- Problem -
Find the line containing "let terminal = update.is_terminal();" in the records below. Copy exactly that line and each one after it, ending at the line containing "refreshed_at)| **refreshed_at >= cutoff)", and nothing more.
______________________________
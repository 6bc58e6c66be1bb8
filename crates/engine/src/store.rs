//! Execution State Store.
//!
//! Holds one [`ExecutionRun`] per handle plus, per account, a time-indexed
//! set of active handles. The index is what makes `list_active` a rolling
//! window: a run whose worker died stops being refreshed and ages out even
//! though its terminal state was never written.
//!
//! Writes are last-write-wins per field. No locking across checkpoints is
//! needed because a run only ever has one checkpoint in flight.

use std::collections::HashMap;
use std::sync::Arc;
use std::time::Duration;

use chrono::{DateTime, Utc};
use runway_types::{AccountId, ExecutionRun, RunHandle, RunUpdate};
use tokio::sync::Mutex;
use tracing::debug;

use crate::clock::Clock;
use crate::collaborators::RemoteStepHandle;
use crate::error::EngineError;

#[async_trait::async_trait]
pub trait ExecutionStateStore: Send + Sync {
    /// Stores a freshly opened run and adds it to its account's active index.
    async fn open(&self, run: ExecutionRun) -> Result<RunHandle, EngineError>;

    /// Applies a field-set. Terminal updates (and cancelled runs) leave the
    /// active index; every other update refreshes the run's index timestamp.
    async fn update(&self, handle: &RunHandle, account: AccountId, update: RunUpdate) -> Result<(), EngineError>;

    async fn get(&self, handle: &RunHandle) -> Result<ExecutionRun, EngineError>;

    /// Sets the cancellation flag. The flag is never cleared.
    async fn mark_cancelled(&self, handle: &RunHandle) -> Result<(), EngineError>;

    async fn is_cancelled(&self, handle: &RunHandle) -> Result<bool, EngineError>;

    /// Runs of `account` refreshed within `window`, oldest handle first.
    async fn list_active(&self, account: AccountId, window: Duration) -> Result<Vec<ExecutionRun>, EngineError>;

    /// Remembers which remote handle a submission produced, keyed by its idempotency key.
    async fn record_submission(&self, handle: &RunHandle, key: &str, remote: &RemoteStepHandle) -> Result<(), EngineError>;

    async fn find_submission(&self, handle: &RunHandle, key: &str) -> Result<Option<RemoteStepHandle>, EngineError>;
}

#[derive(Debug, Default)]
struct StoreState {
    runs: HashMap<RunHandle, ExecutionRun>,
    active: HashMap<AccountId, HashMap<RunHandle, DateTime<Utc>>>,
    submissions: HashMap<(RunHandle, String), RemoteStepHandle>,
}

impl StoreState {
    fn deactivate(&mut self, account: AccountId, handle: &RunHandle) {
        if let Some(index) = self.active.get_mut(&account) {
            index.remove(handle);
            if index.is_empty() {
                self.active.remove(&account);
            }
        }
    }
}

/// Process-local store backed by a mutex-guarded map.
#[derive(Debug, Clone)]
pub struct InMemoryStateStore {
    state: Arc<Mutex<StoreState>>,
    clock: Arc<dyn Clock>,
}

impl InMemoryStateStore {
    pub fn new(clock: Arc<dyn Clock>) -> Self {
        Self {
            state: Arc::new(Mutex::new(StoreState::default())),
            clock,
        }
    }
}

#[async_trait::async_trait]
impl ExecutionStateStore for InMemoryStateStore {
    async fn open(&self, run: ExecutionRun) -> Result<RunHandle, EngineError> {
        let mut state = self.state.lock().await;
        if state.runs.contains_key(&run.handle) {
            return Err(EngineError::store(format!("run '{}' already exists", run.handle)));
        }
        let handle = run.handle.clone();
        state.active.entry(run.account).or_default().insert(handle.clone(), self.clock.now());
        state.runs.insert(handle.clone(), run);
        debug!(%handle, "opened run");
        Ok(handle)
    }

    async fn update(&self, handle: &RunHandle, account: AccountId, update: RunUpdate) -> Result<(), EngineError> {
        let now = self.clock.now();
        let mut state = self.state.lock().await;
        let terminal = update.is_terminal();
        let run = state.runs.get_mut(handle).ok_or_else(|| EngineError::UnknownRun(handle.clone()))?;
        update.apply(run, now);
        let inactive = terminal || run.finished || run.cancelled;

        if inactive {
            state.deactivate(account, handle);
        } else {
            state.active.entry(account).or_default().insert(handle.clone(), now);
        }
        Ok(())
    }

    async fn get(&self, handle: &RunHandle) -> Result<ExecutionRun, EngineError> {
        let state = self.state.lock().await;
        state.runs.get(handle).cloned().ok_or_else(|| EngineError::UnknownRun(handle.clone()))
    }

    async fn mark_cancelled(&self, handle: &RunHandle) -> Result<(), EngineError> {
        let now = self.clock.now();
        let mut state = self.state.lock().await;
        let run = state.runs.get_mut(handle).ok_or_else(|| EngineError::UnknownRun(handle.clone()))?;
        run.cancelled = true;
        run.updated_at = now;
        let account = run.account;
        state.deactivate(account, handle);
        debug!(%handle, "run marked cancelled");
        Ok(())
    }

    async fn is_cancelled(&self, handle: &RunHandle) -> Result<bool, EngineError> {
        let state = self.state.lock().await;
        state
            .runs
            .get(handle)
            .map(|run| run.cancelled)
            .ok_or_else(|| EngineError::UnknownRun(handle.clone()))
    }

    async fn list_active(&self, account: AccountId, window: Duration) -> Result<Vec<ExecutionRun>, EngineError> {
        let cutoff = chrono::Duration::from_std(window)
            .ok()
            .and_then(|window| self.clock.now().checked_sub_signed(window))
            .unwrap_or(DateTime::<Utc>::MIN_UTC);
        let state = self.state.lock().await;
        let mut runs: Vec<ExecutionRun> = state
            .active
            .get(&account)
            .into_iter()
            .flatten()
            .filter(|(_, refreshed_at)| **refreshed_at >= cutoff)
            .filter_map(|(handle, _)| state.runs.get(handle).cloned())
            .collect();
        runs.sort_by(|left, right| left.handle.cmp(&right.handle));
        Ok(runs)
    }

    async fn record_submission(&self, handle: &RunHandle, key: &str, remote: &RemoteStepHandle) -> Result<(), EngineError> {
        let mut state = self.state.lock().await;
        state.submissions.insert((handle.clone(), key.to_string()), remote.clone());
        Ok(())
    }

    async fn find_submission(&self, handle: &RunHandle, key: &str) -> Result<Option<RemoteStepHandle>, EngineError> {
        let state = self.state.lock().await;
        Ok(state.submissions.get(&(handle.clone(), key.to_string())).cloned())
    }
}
______________________________
- Answer box -
        let terminal = update.is_terminal();
        let run = state.runs.get_mut(handle).ok_or_else(|| EngineError::UnknownRun(handle.clone()))?;
        update.apply(run, now);
        let inactive = terminal || run.finished || run.cancelled;

        if inactive {
            state.deactivate(account, handle);
        } else {
            state.active.entry(account).or_default().insert(handle.clone(), now);
        }
        Ok(())
    }

    async fn get(&self, handle: &RunHandle) -> Result<ExecutionRun, EngineError> {
        let state = self.state.lock().await;
        state.runs.get(handle).cloned().ok_or_else(|| EngineError::UnknownRun(handle.clone()))
    }

    async fn mark_cancelled(&self, handle: &RunHandle) -> Result<(), EngineError> {
        let now = self.clock.now();
        let mut state = self.state.lock().await;
        let run = state.runs.get_mut(handle).ok_or_else(|| EngineError::UnknownRun(handle.clone()))?;
        run.cancelled = true;
        run.updated_at = now;
        let account = run.account;
        state.deactivate(account, handle);
        debug!(%handle, "run marked cancelled");
        Ok(())
    }

    async fn is_cancelled(&self, handle: &RunHandle) -> Result<bool, EngineError> {
        let state = self.state.lock().await;
        state
            .runs
            .get(handle)
            .map(|run| run.cancelled)
            .ok_or_else(|| EngineError::UnknownRun(handle.clone()))
    }

    async fn list_active(&self, account: AccountId, window: Duration) -> Result<Vec<ExecutionRun>, EngineError> {
        let cutoff = chrono::Duration::from_std(window)
            .ok()
            .and_then(|window| self.clock.now().checked_sub_signed(window))
            .unwrap_or(DateTime::<Utc>::MIN_UTC);
        let state = self.state.lock().await;
        let mut runs: Vec<ExecutionRun> = state
            .active
            .get(&account)
            .into_iter()
            .flatten()
            .filter(|(_, refreshed_at)| **refreshed_at >= cutoff)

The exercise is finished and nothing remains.